I will strongly suggest you do these simple calculation to determine if you are paying your staff more than they really are worth. Determine your net profit for  a month which you can calculate like this

GROSS PROFIT = TOTAL SALES IN A MONTH – COST YOU BOUGHT THE PRODUCTS THAT GAVE YOU THAT SALES

EBIT = GROSS PROFIT – COST OF OPERATING YOUR BUSINESS IN A MONTH

Your EBIT means your Earnings (profit) BEFORE INTEREST AND TAX

Your EBIT means your profit in a month. To now find out how valuable your staff are too you, divide your profit with the total of their salary.
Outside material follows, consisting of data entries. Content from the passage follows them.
use glam::{Mat4, Quat, Vec3};
use id_arena::Arena;

use crate::geometry::{Geometry, GeometryId};
use crate::material::MaterialId;
use crate::scene_graph::object3d::{Mesh, Object3D, ObjectId};
use crate::scene_graph::transform::Transform;

pub struct Scene {
    pub objects: Arena<Object3D>,
    pub geometries: Arena<Geometry>,
}

impl Scene {
    pub fn new() -> Self {
        Self {
            objects: Arena::new(),
            geometries: Arena::new(),
        }
    }

    pub fn add_geometry(&mut self, geometry: Geometry) -> GeometryId {
        self.geometries.alloc(geometry)
    }

    pub fn add_object(&mut self, object: Object3D, parent: Option<ObjectId>) -> ObjectId {
        let object_id = self.objects.alloc(object);

        if parent.is_some() {
            self.set_object_parent(object_id, parent);
        }

        object_id
    }

    /// Adds an empty object used only to transform its children together.
    pub fn add_group(&mut self, name: &str, parent: Option<ObjectId>) -> ObjectId {
        self.add_object(Object3D::new(name), parent)
    }

    pub fn add_mesh(
        &mut self,
        name: &str,
        geometry: GeometryId,
        material: MaterialId,
        transform: Transform,
        parent: Option<ObjectId>,
    ) -> ObjectId {
        let mut object = Object3D::with_mesh(name, Mesh { geometry, material });
        object.transform = transform;
        self.add_object(object, parent)
    }

    pub fn get_object(&self, id: ObjectId) -> Option<&Object3D> {
        self.objects.get(id)
    }

    pub fn get_object_by_name(&self, name: &str) -> Option<ObjectId> {
        self.objects
            .iter()
            .find(|(_, object)| object.name == name)
            .map(|(id, _)| id)
    }

    /// Updates all object transforms in hierarchical order
    fn update_transforms(&self) {
        let root_objects = self
            .objects
            .iter()
            .filter(|(_, object)| object.parent_id.is_none())
            .map(|(id, _)| id);

        for root_id in root_objects {
            self.update_object_transform_recursive(root_id, Mat4::IDENTITY, false);
        }
    }

    fn update_object_transform_recursive(
        &self,
        object_id: ObjectId,
        parent_world_matrix: Mat4,
        parent_changed: bool,
    ) {
        let Some(object) = self.objects.get(object_id) else {
            return;
        };

        // Refreshing the local matrix first may mark the world matrix dirty
        let local_matrix = *object.transform.get_local_matrix();
        let changed = parent_changed || object.transform.is_world_dirty();

        if changed {
            object
                .transform
                .set_world_matrix(parent_world_matrix * local_matrix);
        }

        let world_matrix = *object.transform.get_world_matrix();
        for &child_id in &object.child_ids {
            self.update_object_transform_recursive(child_id, world_matrix, changed);
        }
    }

    /// Invalidates world transforms for an object and all its descendants
    pub fn invalidate_object_hierarchy(&self, object_id: ObjectId) {
        if let Some(object) = self.objects.get(object_id) {
            object.transform.invalidate_world();

            for &child_id in &object.child_ids {
                self.invalidate_object_hierarchy(child_id);
            }
        }
    }

    /// Sets the parent of an object and updates child relationships
    pub fn set_object_parent(&mut self, child_id: ObjectId, new_parent_id: Option<ObjectId>) {
        if let Some(old_parent_id) = self.objects.get(child_id).and_then(|c| c.parent_id) {
            if let Some(old_parent) = self.objects.get_mut(old_parent_id) {
                old_parent.child_ids.retain(|&id| id != child_id);
            }
        }

        if let Some(child) = self.objects.get_mut(child_id) {
            child.parent_id = new_parent_id;
        }

        if let Some(new_parent) = new_parent_id.and_then(|id| self.objects.get_mut(id)) {
            new_parent.child_ids.push(child_id);
        }

        self.invalidate_object_hierarchy(child_id);
    }

    pub fn set_object_translation(&mut self, object_id: ObjectId, translation: Vec3) {
        if let Some(object) = self.objects.get_mut(object_id) {
            object.transform.set_translation(translation);
        }
        self.invalidate_object_hierarchy(object_id);
    }

    pub fn set_object_rotation(&mut self, object_id: ObjectId, rotation: Quat) {
        if let Some(object) = self.objects.get_mut(object_id) {
            object.transform.set_rotation(rotation);
        }
        self.invalidate_object_hierarchy(object_id);
    }

    pub fn set_object_scale(&mut self, object_id: ObjectId, scale: f32) {
        if let Some(object) = self.objects.get_mut(object_id) {
            object.transform.set_scale(scale);
        }
        self.invalidate_object_hierarchy(object_id);
    }

    pub fn set_object_transform(
        &mut self,
        object_id: ObjectId,
        translation: Vec3,
        rotation: Quat,
        scale: f32,
    ) {
        if let Some(object) = self.objects.get_mut(object_id) {
            object.transform.set_transform(translation, rotation, scale);
        }
        self.invalidate_object_hierarchy(object_id);
    }

    pub fn set_object_visible(&mut self, object_id: ObjectId, visible: bool) {
        if let Some(object) = self.objects.get_mut(object_id) {
            object.visible = visible;
        }
    }

    /// World matrix and mesh of every mesh whose ancestors are all visible.
    /// Only valid after [`Scene::late_update`] has run for the frame.
    pub fn visible_meshes(&self) -> Vec<(Mat4, Mesh)> {
        let mut meshes = Vec::new();

        for (id, object) in self.objects.iter() {
            if object.parent_id.is_none() {
                self.collect_visible_meshes(id, &mut meshes);
            }
        }

        meshes
    }

    fn collect_visible_meshes(&self, object_id: ObjectId, meshes: &mut Vec<(Mat4, Mesh)>) {
        let Some(object) = self.objects.get(object_id) else {
            return;
        };

        if !object.visible {
            return;
        }

        if let Some(mesh) = object.mesh {
            meshes.push((*object.transform.get_world_matrix(), mesh));
        }

        for &child_id in &object.child_ids {
            self.collect_visible_meshes(child_id, meshes);
        }
    }

    pub fn late_update(&mut self) {
        self.update_transforms();
    }
}

#[cfg(test)]
mod tests {
    use id_arena::Arena;

    use super::*;
    use crate::{geometry::cuboid, material::StandardMaterial};

    fn test_mesh(scene: &mut Scene) -> (GeometryId, MaterialId) {
        let geometry = scene.add_geometry(cuboid(1.0, 1.0, 1.0));
        let mut materials = Arena::<StandardMaterial>::new();
        let material = materials.alloc(StandardMaterial::default());
        (geometry, material)
    }

    #[test]
    fn child_world_matrix_includes_parent() {
        let mut scene = Scene::new();
        let (geometry, material) = test_mesh(&mut scene);

        let group = scene.add_group("group", None);
        scene.set_object_translation(group, Vec3::new(0.0, 1.0, 0.0));
        let child = scene.add_mesh(
            "child",
            geometry,
            material,
            Transform::from_translation(Vec3::new(2.0, 0.0, 0.0)),
            Some(group),
        );

        scene.late_update();

        let world = *scene.get_object(child).unwrap().transform.get_world_matrix();
        assert!(world
            .w_axis
            .truncate()
            .abs_diff_eq(Vec3::new(2.0, 1.0, 0.0), 1e-6));
    }

    #[test]
    fn moving_parent_updates_children_next_frame() {
        let mut scene = Scene::new();
        let (geometry, material) = test_mesh(&mut scene);

        let group = scene.add_group("group", None);
        let child = scene.add_mesh("child", geometry, material, Transform::default(), Some(group));
        scene.late_update();

        scene.set_object_translation(group, Vec3::new(0.0, 0.0, -3.0));
        scene.late_update();

        let transform = &scene.get_object(child).unwrap().transform;
        assert_eq!(
            transform.get_world_matrix().w_axis.truncate(),
            Vec3::new(0.0, 0.0, -3.0)
        );
    }

    fn world_position(scene: &Scene, id: ObjectId) -> Vec3 {
        scene
            .get_object(id)
            .unwrap()
            .transform
            .get_world_matrix()
            .w_axis
            .truncate()
    }

    #[test]
    fn rotating_parent_swings_children() {
        let mut scene = Scene::new();
        let group = scene.add_group("group", None);
        let child = scene.add_object(
            Object3D {
                transform: Transform::from_translation(Vec3::X),
                ..Object3D::new("child")
            },
            Some(group),
        );
        scene.late_update();

        scene.set_object_rotation(group, Quat::from_rotation_y(std::f32::consts::FRAC_PI_2));
        scene.late_update();

        assert!(world_position(&scene, child).abs_diff_eq(Vec3::new(0.0, 0.0, -1.0), 1e-5));
    }

    #[test]
    fn scaling_parent_spreads_children() {
        let mut scene = Scene::new();
        let group = scene.add_group("group", None);
        scene.set_object_translation(group, Vec3::Y);
        let child = scene.add_object(
            Object3D {
                transform: Transform::from_translation(Vec3::X),
                ..Object3D::new("child")
            },
            Some(group),
        );
        scene.late_update();

        scene.set_object_scale(group, 2.0);
        scene.late_update();

        assert!(world_position(&scene, child).abs_diff_eq(Vec3::new(2.0, 1.0, 0.0), 1e-5));
    }

    #[test]
    fn reparenting_moves_child_between_lists() {
        let mut scene = Scene::new();
        let a = scene.add_group("a", None);
        let b = scene.add_group("b", None);
        let child = scene.add_group("child", Some(a));

        scene.set_object_parent(child, Some(b));

        assert!(scene.get_object(a).unwrap().child_ids.is_empty());
        assert_eq!(scene.get_object(b).unwrap().child_ids, vec![child]);

        assert_eq!(scene.get_object(child).unwrap().parent_id, Some(b));

        let names: Vec<_> = scene
            .get_object(b)
            .unwrap()
            .children(&scene)
            .map(|object| object.name.as_str())
            .collect();
        assert_eq!(names, vec!["child"]);
    }

    #[test]
    fn hidden_groups_hide_descendants() {
        let mut scene = Scene::new();
        let (geometry, material) = test_mesh(&mut scene);

        let group = scene.add_group("group", None);
        scene.add_mesh("inside", geometry, material, Transform::default(), Some(group));
        scene.add_mesh("outside", geometry, material, Transform::default(), None);
        scene.late_update();

        assert_eq!(scene.visible_meshes().len(), 2);

        scene.set_object_visible(group, false);
        assert_eq!(scene.visible_meshes().len(), 1);
    }

    #[test]
    fn finds_objects_by_name() {
        let mut scene = Scene::new();
        let house = scene.add_group("House", None);

        assert_eq!(scene.get_object_by_name("House"), Some(house));
        assert_eq!(scene.get_object_by_name("Barn"), None);
    }
}
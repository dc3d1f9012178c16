use std::mem::offset_of;

use wgpu::util::DeviceExt;

use crate::geometry::{Geometry, Vertex};

/// GPU copy of a [`Geometry`].
pub struct RenderMesh {
    pub vertex_buffer: wgpu::Buffer,
    pub index_buffer: wgpu::Buffer,
    pub num_indices: u32,
}

impl RenderMesh {
    pub fn from_geometry(device: &wgpu::Device, geometry: &Geometry) -> Self {
        let vertex_buffer = device.create_buffer_init(&wgpu::util::BufferInitDescriptor {
            label: Some(&format!("Vertex buffer ({})", geometry.name)),
            contents: bytemuck::cast_slice(&geometry.vertices),
            usage: wgpu::BufferUsages::VERTEX,
        });

        let index_buffer = device.create_buffer_init(&wgpu::util::BufferInitDescriptor {
            label: Some(&format!("Index buffer ({})", geometry.name)),
            contents: bytemuck::cast_slice(&geometry.indices),
            usage: wgpu::BufferUsages::INDEX,
        });

        Self {
            vertex_buffer,
            index_buffer,
            num_indices: geometry.indices.len() as u32,
        }
    }
}

pub const RENDER_MODEL_VBL: wgpu::VertexBufferLayout<'static> = wgpu::VertexBufferLayout {
    array_stride: std::mem::size_of::<Vertex>() as wgpu::BufferAddress,
    step_mode: wgpu::VertexStepMode::Vertex,
    attributes: &[
        wgpu::VertexAttribute {
            offset: offset_of!(Vertex, position) as wgpu::BufferAddress,
            shader_location: 0,
            format: wgpu::VertexFormat::Float32x3,
        },
        wgpu::VertexAttribute {
            offset: offset_of!(Vertex, normal) as wgpu::BufferAddress,
            shader_location: 1,
            format: wgpu::VertexFormat::Float32x3,
        },
        wgpu::VertexAttribute {
            offset: offset_of!(Vertex, tex_coords) as wgpu::BufferAddress,
            shader_location: 2,
            format: wgpu::VertexFormat::Float32x2,
        },
        wgpu::VertexAttribute {
            offset: offset_of!(Vertex, tangent) as wgpu::BufferAddress,
            shader_location: 3,
            format: wgpu::VertexFormat::Float32x4,
        },
    ],
};

pub const MODEL_PRIMITIVE_STATE: wgpu::PrimitiveState = wgpu::PrimitiveState {
    topology: wgpu::PrimitiveTopology::TriangleList,
    strip_index_format: None,
    front_face: wgpu::FrontFace::Ccw,
    cull_mode: Some(wgpu::Face::Back),
    polygon_mode: wgpu::PolygonMode::Fill,
    unclipped_depth: false,
    conservative: false,
};

#[cfg(test)]
mod tests {
    use super::*;

    #[test]
    fn vertex_layout_covers_whole_vertex() {
        let last = RENDER_MODEL_VBL.attributes.last().unwrap();
        assert_eq!(
            last.offset + last.format.size(),
            RENDER_MODEL_VBL.array_stride
        );
        assert_eq!(RENDER_MODEL_VBL.array_stride, 48);
    }
}
use std::{collections::HashMap, sync::Arc};

use anyhow::Context;
use wgpu::CommandEncoderDescriptor;
use winit::window::Window;

use crate::{
    camera::CameraUniform,
    geometry::GeometryId,
    haunted_house::HauntedHouse,
    lights::LightsUniform,
    rendering::{
        config::RenderConfig,
        global_uniform::GlobalUniform,
        gui_overlay::GuiOverlay,
        instance::{render_batch, FrameInstances, InstanceBuffer},
        passes::{
            forward_pass::{ForwardPass, ForwardPassTextureViews},
            pass::Pass,
            present_pass::{PresentPass, PresentPassTextureViews},
        },
        render_common::{render_resolution, surface_config, RenderCommon, Resolution},
        render_material_manager::RenderMaterialManager,
        render_model::RenderMesh,
        shader_loader::{PipelineCacheBuilder, ShaderLoader},
        texture::{ColorTarget, DepthTexture},
    },
};

pub struct Renderer {
    pub window: Arc<Window>,
    /// Surface size in physical pixels
    pub size: Resolution,
    /// Scene target size, see [`render_resolution`]
    render_size: Resolution,
    config: RenderConfig,

    surface: wgpu::Surface<'static>,
    surface_config: wgpu::SurfaceConfiguration,
    device: wgpu::Device,
    queue: wgpu::Queue,

    common: Arc<RenderCommon>,
    depth_texture: DepthTexture,
    scene_target: ColorTarget,

    meshes: HashMap<GeometryId, RenderMesh>,
    materials: RenderMaterialManager,
    instance_buffer: InstanceBuffer,

    shader_loader: ShaderLoader,

    forward_pass: ForwardPass,
    present_pass: PresentPass,
    present_source: wgpu::BindGroup,

    gui_overlay: Option<GuiOverlay>,
}

impl Renderer {
    pub async fn new(
        window: Arc<Window>,
        config: RenderConfig,
        imgui_context: Option<&mut imgui::Context>,
    ) -> anyhow::Result<Renderer> {
        let size = window.inner_size();

        let instance = wgpu::Instance::new(&wgpu::InstanceDescriptor::default());
        let surface = instance
            .create_surface(window.clone())
            .context("Failed to create surface")?;

        let adapter = instance
            .request_adapter(&wgpu::RequestAdapterOptions {
                power_preference: wgpu::PowerPreference::HighPerformance,
                compatible_surface: Some(&surface),
                force_fallback_adapter: false,
            })
            .await
            .context("No suitable graphics adapter")?;

        log::info!("Using adapter {}", adapter.get_info().name);

        let (device, queue) = adapter
            .request_device(&wgpu::DeviceDescriptor {
                required_features: wgpu::Features::empty(),
                required_limits: wgpu::Limits::default(),
                label: None,
                memory_hints: Default::default(),
                trace: wgpu::Trace::Off,
            })
            .await
            .context("Failed to create device")?;

        let surface_config = surface_config(&adapter, &surface, size, &config);
        if size.width > 0 && size.height > 0 {
            surface.configure(&device, &surface_config);
        }

        let materials = RenderMaterialManager::new(&device, &queue);

        let common = Arc::new(RenderCommon {
            surface_format: surface_config.format,
            clear_color: config.clear_color,
            global_uniform: GlobalUniform::new(&device),
            material_bind_group_layout: materials.bind_group_layout().clone(),
        });

        let render_size = render_resolution(size, window.scale_factor(), config.max_pixel_ratio);
        let depth_texture = DepthTexture::new(&device, render_size, "Depth Texture");
        let scene_target = ColorTarget::new(&device, render_size, "Scene Target");

        let mut cache_builder = PipelineCacheBuilder::new();

        let forward_pass = ForwardPass::create(&device, common.clone(), &mut cache_builder)?;
        let present_pass = PresentPass::create(&device, common.clone(), &mut cache_builder)?;

        let shader_loader = ShaderLoader::new(device.clone(), cache_builder, &config.shader_folder)
            .context("Failed to load shaders")?;

        let present_source = present_pass.source_bind_group(&device, scene_target.view());

        let gui_overlay = imgui_context
            .map(|context| GuiOverlay::new(&device, &queue, surface_config.format, context));

        let instance_buffer = InstanceBuffer::new(&device);

        Ok(Self {
            window,
            size,
            render_size,
            config,
            surface,
            surface_config,
            device,
            queue,
            common,
            depth_texture,
            scene_target,
            meshes: HashMap::new(),
            materials,
            instance_buffer,
            shader_loader,
            forward_pass,
            present_pass,
            present_source,
            gui_overlay,
        })
    }

    /// Uploads geometries, textures and materials the GPU doesn't have yet.
    pub fn load_scene(&mut self, house: &HauntedHouse) {
        for (id, geometry) in house.scene.geometries.iter() {
            self.meshes
                .entry(id)
                .or_insert_with(|| RenderMesh::from_geometry(&self.device, geometry));
        }

        self.materials.load_all(&house.materials);

        log::info!("Loaded {} geometries", self.meshes.len());
    }

    pub fn resize(&mut self, new_size: winit::dpi::PhysicalSize<u32>) {
        if new_size.width == 0 || new_size.height == 0 {
            return;
        }

        self.size = new_size;
        self.surface_config.width = new_size.width;
        self.surface_config.height = new_size.height;
        self.surface.configure(&self.device, &self.surface_config);

        self.render_size = render_resolution(
            new_size,
            self.window.scale_factor(),
            self.config.max_pixel_ratio,
        );
        self.depth_texture.resize(&self.device, self.render_size);
        self.scene_target.resize(&self.device, self.render_size);
        self.present_source = self
            .present_pass
            .source_bind_group(&self.device, self.scene_target.view());

        log::debug!(
            "Resized to {}x{}, scene at {}x{}",
            new_size.width,
            new_size.height,
            self.render_size.width,
            self.render_size.height
        );
    }

    pub fn render(
        &mut self,
        house: &HauntedHouse,
        imgui_context: Option<&mut imgui::Context>,
    ) -> Result<(), wgpu::SurfaceError> {
        self.shader_loader.load_pending_shaders();

        let mut camera_uniform = CameraUniform::default();
        camera_uniform.update(&house.camera);

        self.common.global_uniform.update(
            &self.queue,
            &camera_uniform,
            &LightsUniform::new(&house.lights),
        );
        self.materials.update_params(&house.materials);

        let frame = FrameInstances::gather(
            &house.scene.visible_meshes(),
            &house.materials,
            house.camera.eye,
        );
        self.instance_buffer
            .write(&self.device, &self.queue, &frame.instances);

        let output = match self.surface.get_current_texture() {
            Ok(output) => output,
            Err(e) => {
                // The GUI frame still has to end before the next one can begin
                if let Some(context) = imgui_context {
                    context.render();
                }
                return Err(e);
            }
        };
        let view = output
            .texture
            .create_view(&wgpu::TextureViewDescriptor::default());

        let mut encoder = self
            .device
            .create_command_encoder(&CommandEncoderDescriptor {
                label: Some("Render Encoder"),
            });

        let pipeline_cache = &self.shader_loader.cache;

        self.forward_pass.render(
            &ForwardPassTextureViews {
                color: self.scene_target.view().clone(),
                depth: self.depth_texture.view().clone(),
            },
            &mut encoder,
            pipeline_cache,
            |render_pass| {
                self.instance_buffer.bind(render_pass);

                for batch in &frame.batches {
                    let Some(pipeline) = self.forward_pass.pipeline(pipeline_cache, batch.transparent)
                    else {
                        continue;
                    };
                    let Some(render_mesh) = self.meshes.get(&batch.mesh.geometry) else {
                        continue;
                    };

                    render_pass.set_pipeline(pipeline);
                    render_pass.set_bind_group(
                        1,
                        &self.materials.material(batch.mesh.material).bind_group,
                        &[],
                    );
                    render_batch(render_pass, render_mesh, batch);
                }
            },
        );

        self.present_pass.render(
            &PresentPassTextureViews {
                color: view.clone(),
                source: self.present_source.clone(),
            },
            &mut encoder,
            pipeline_cache,
            |_| {},
        );

        if let (Some(overlay), Some(context)) = (self.gui_overlay.as_mut(), imgui_context) {
            overlay.draw(context, &self.device, &self.queue, &mut encoder, &view);
        }

        self.queue.submit([encoder.finish()]);

        output.present();

        Ok(())
    }
}
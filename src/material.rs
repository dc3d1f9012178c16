use glam::Vec2;
use id_arena::{Arena, Id};

use crate::{
    color::Color,
    texture::{TextureAsset, TextureId},
};

pub type MaterialId = Id<StandardMaterial>;

/// Metallic/roughness material. Map channels follow the usual conventions: alpha from
/// green, ambient occlusion from red, roughness from green, metalness from blue and
/// displacement from red.
#[derive(Debug, Clone)]
pub struct StandardMaterial {
    pub name: String,
    pub color: Color,
    pub opacity: f32,
    pub transparent: bool,
    pub roughness: f32,
    pub metalness: f32,

    pub map: Option<TextureId>,
    pub alpha_map: Option<TextureId>,
    pub ao_map: Option<TextureId>,
    pub ao_map_intensity: f32,
    pub roughness_map: Option<TextureId>,
    pub metalness_map: Option<TextureId>,
    pub normal_map: Option<TextureId>,
    pub normal_scale: Vec2,
    pub displacement_map: Option<TextureId>,
    pub displacement_scale: f32,
    pub displacement_bias: f32,
}

impl StandardMaterial {
    pub fn with_color(name: impl Into<String>, color: Color) -> Self {
        Self {
            name: name.into(),
            color,
            ..Default::default()
        }
    }

    pub fn texture(&self, slot: TextureSlot) -> Option<TextureId> {
        match slot {
            TextureSlot::Color => self.map,
            TextureSlot::Alpha => self.alpha_map,
            TextureSlot::AmbientOcclusion => self.ao_map,
            TextureSlot::Roughness => self.roughness_map,
            TextureSlot::Metalness => self.metalness_map,
            TextureSlot::Normal => self.normal_map,
            TextureSlot::Displacement => self.displacement_map,
        }
    }
}

impl Default for StandardMaterial {
    fn default() -> Self {
        Self {
            name: String::from("Standard"),
            color: Color::WHITE,
            opacity: 1.0,
            transparent: false,
            roughness: 1.0,
            metalness: 0.0,
            map: None,
            alpha_map: None,
            ao_map: None,
            ao_map_intensity: 1.0,
            roughness_map: None,
            metalness_map: None,
            normal_map: None,
            normal_scale: Vec2::ONE,
            displacement_map: None,
            displacement_scale: 1.0,
            displacement_bias: 0.0,
        }
    }
}

/// Texture inputs of [`StandardMaterial`], in binding order.
#[derive(Debug, Clone, Copy, PartialEq, Eq, Hash)]
pub enum TextureSlot {
    Color,
    Alpha,
    AmbientOcclusion,
    Roughness,
    Metalness,
    Normal,
    Displacement,
}

impl TextureSlot {
    pub const ALL: [TextureSlot; 7] = [
        TextureSlot::Color,
        TextureSlot::Alpha,
        TextureSlot::AmbientOcclusion,
        TextureSlot::Roughness,
        TextureSlot::Metalness,
        TextureSlot::Normal,
        TextureSlot::Displacement,
    ];

    pub fn label(self) -> &'static str {
        match self {
            TextureSlot::Color => "map",
            TextureSlot::Alpha => "alphaMap",
            TextureSlot::AmbientOcclusion => "aoMap",
            TextureSlot::Roughness => "roughnessMap",
            TextureSlot::Metalness => "metalnessMap",
            TextureSlot::Normal => "normalMap",
            TextureSlot::Displacement => "displacementMap",
        }
    }
}

pub struct MaterialManager {
    materials: Arena<StandardMaterial>,
    textures: Arena<TextureAsset>,
}

impl MaterialManager {
    pub fn new() -> Self {
        Self {
            materials: Arena::new(),
            textures: Arena::new(),
        }
    }

    pub fn add_material(&mut self, material: StandardMaterial) -> MaterialId {
        self.materials.alloc(material)
    }

    pub fn add_texture(&mut self, texture: TextureAsset) -> TextureId {
        self.textures.alloc(texture)
    }

    pub fn material(&self, id: MaterialId) -> Option<&StandardMaterial> {
        self.materials.get(id)
    }

    pub fn material_mut(&mut self, id: MaterialId) -> Option<&mut StandardMaterial> {
        self.materials.get_mut(id)
    }

    pub fn texture(&self, id: TextureId) -> Option<&TextureAsset> {
        self.textures.get(id)
    }

    pub fn materials(&self) -> impl Iterator<Item = (MaterialId, &StandardMaterial)> {
        self.materials.iter()
    }

    pub fn textures(&self) -> impl Iterator<Item = (TextureId, &TextureAsset)> {
        self.textures.iter()
    }

    /// UV scale of the texture bound to `slot`, or 1x1 when the slot is empty.
    pub fn uv_repeat(&self, material: &StandardMaterial, slot: TextureSlot) -> Vec2 {
        material
            .texture(slot)
            .and_then(|id| self.texture(id))
            .map_or(Vec2::ONE, |texture| texture.repeat)
    }

    pub fn draw_ui(&self, ui: &imgui::Ui) {
        if let Some(_node) = ui.tree_node("Materials") {
            for (id, material) in self.materials.iter() {
                let maps = TextureSlot::ALL
                    .iter()
                    .filter(|slot| material.texture(**slot).is_some())
                    .map(|slot| slot.label())
                    .collect::<Vec<_>>();

                ui.text(format!("{}: {}", id.index(), material.name));
                if !maps.is_empty() {
                    ui.text_disabled(format!("   {}", maps.join(", ")));
                }
            }
        }

        if let Some(_node) = ui.tree_node("Textures") {
            for (_, texture) in self.textures.iter() {
                let (width, height) = texture.size();
                ui.text(format!("{} ({}x{})", texture.name, width, height));
            }
        }
    }
}

#[cfg(test)]
mod tests {
    use super::*;

    #[test]
    fn defaults_match_standard_material() {
        let material = StandardMaterial::default();
        assert_eq!(material.roughness, 1.0);
        assert_eq!(material.metalness, 0.0);
        assert_eq!(material.opacity, 1.0);
        assert!(!material.transparent);
        assert!(TextureSlot::ALL.iter().all(|s| material.texture(*s).is_none()));
    }

    #[test]
    fn uv_repeat_follows_bound_texture() {
        let mut manager = MaterialManager::new();

        let mut tiled = TextureAsset::placeholder("tiled");
        tiled.set_repeat_wrapping(Vec2::splat(8.0));
        let tiled = manager.add_texture(tiled);
        let plain = manager.add_texture(TextureAsset::placeholder("plain"));

        let material = StandardMaterial {
            map: Some(tiled),
            alpha_map: Some(plain),
            ..Default::default()
        };

        assert_eq!(manager.uv_repeat(&material, TextureSlot::Color), Vec2::splat(8.0));
        assert_eq!(manager.uv_repeat(&material, TextureSlot::Alpha), Vec2::ONE);
        assert_eq!(manager.uv_repeat(&material, TextureSlot::Normal), Vec2::ONE);
    }

    #[test]
    fn one_texture_can_feed_several_slots() {
        let mut manager = MaterialManager::new();
        let arm = manager.add_texture(TextureAsset::placeholder("arm"));

        let material = StandardMaterial {
            ao_map: Some(arm),
            roughness_map: Some(arm),
            metalness_map: Some(arm),
            ..Default::default()
        };
        let id = manager.add_material(material);

        let material = manager.material(id).unwrap();
        assert_eq!(material.texture(TextureSlot::AmbientOcclusion), Some(arm));
        assert_eq!(material.texture(TextureSlot::Metalness), Some(arm));
        assert_eq!(manager.textures().count(), 1);
    }
}
use crate::{
    geometry::GeometryId, material::MaterialId, scene_graph::scene::Scene,
    scene_graph::transform::Transform,
};

use id_arena::Id;

pub type ObjectId = Id<Object3D>;

/// A drawable pairing of shared geometry and material.
#[derive(Debug, Clone, Copy, PartialEq, Eq, Hash)]
pub struct Mesh {
    pub geometry: GeometryId,
    pub material: MaterialId,
}

pub struct Object3D {
    pub name: String,
    pub transform: Transform,
    pub mesh: Option<Mesh>,
    pub visible: bool,
    pub parent_id: Option<ObjectId>,
    pub child_ids: Vec<ObjectId>,
}

impl Object3D {
    pub fn new(name: impl Into<String>) -> Self {
        Self {
            name: name.into(),
            ..Default::default()
        }
    }

    pub fn with_mesh(name: impl Into<String>, mesh: Mesh) -> Self {
        Self {
            mesh: Some(mesh),
            ..Self::new(name)
        }
    }

    pub fn children<'a, 'b>(&'a self, scene: &'b Scene) -> impl Iterator<Item = &'b Object3D> + 'b
    where
        'a: 'b,
    {
        self.child_ids
            .iter()
            .filter_map(move |id| scene.get_object(*id))
    }
}

impl Default for Object3D {
    fn default() -> Self {
        Self {
            name: String::new(),
            transform: Transform::default(),
            mesh: None,
            visible: true,
            parent_id: None,
            child_ids: Vec::new(),
        }
    }
}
For example, if you made a profit of 1000000 in a month and have six staff whose total salary is 500000 then your profit per staff  ratio will be 2:1.

This means that for every one naira you spend on salary you make 2. Now when you consider it for a staff that is earning 100,000 and you take him or her out and still make 1000000 profit, then you are now making N2.5 for every N1 you spend in salary.

What this means is that if you have four pharmacists each earning 100,000 and two sales support staff each earning N50,000, you can fire the worst among the pharmacists and use three to maintain or increase your profit or your can fire the sales support staff and get your pharmacists to do everything including cleaning the store and thus increase your profit.

The point is that if you do not understand how to do these basic calculations, you will be working hard and the salary weight of your less productivity staff will keep you poor and broke.

Unfortunately, most Pharmacy owners will never calculated the value of their staff and more unfortunately rarely fire those who are low productive and even pay the less productive staff equally with the very productive staff.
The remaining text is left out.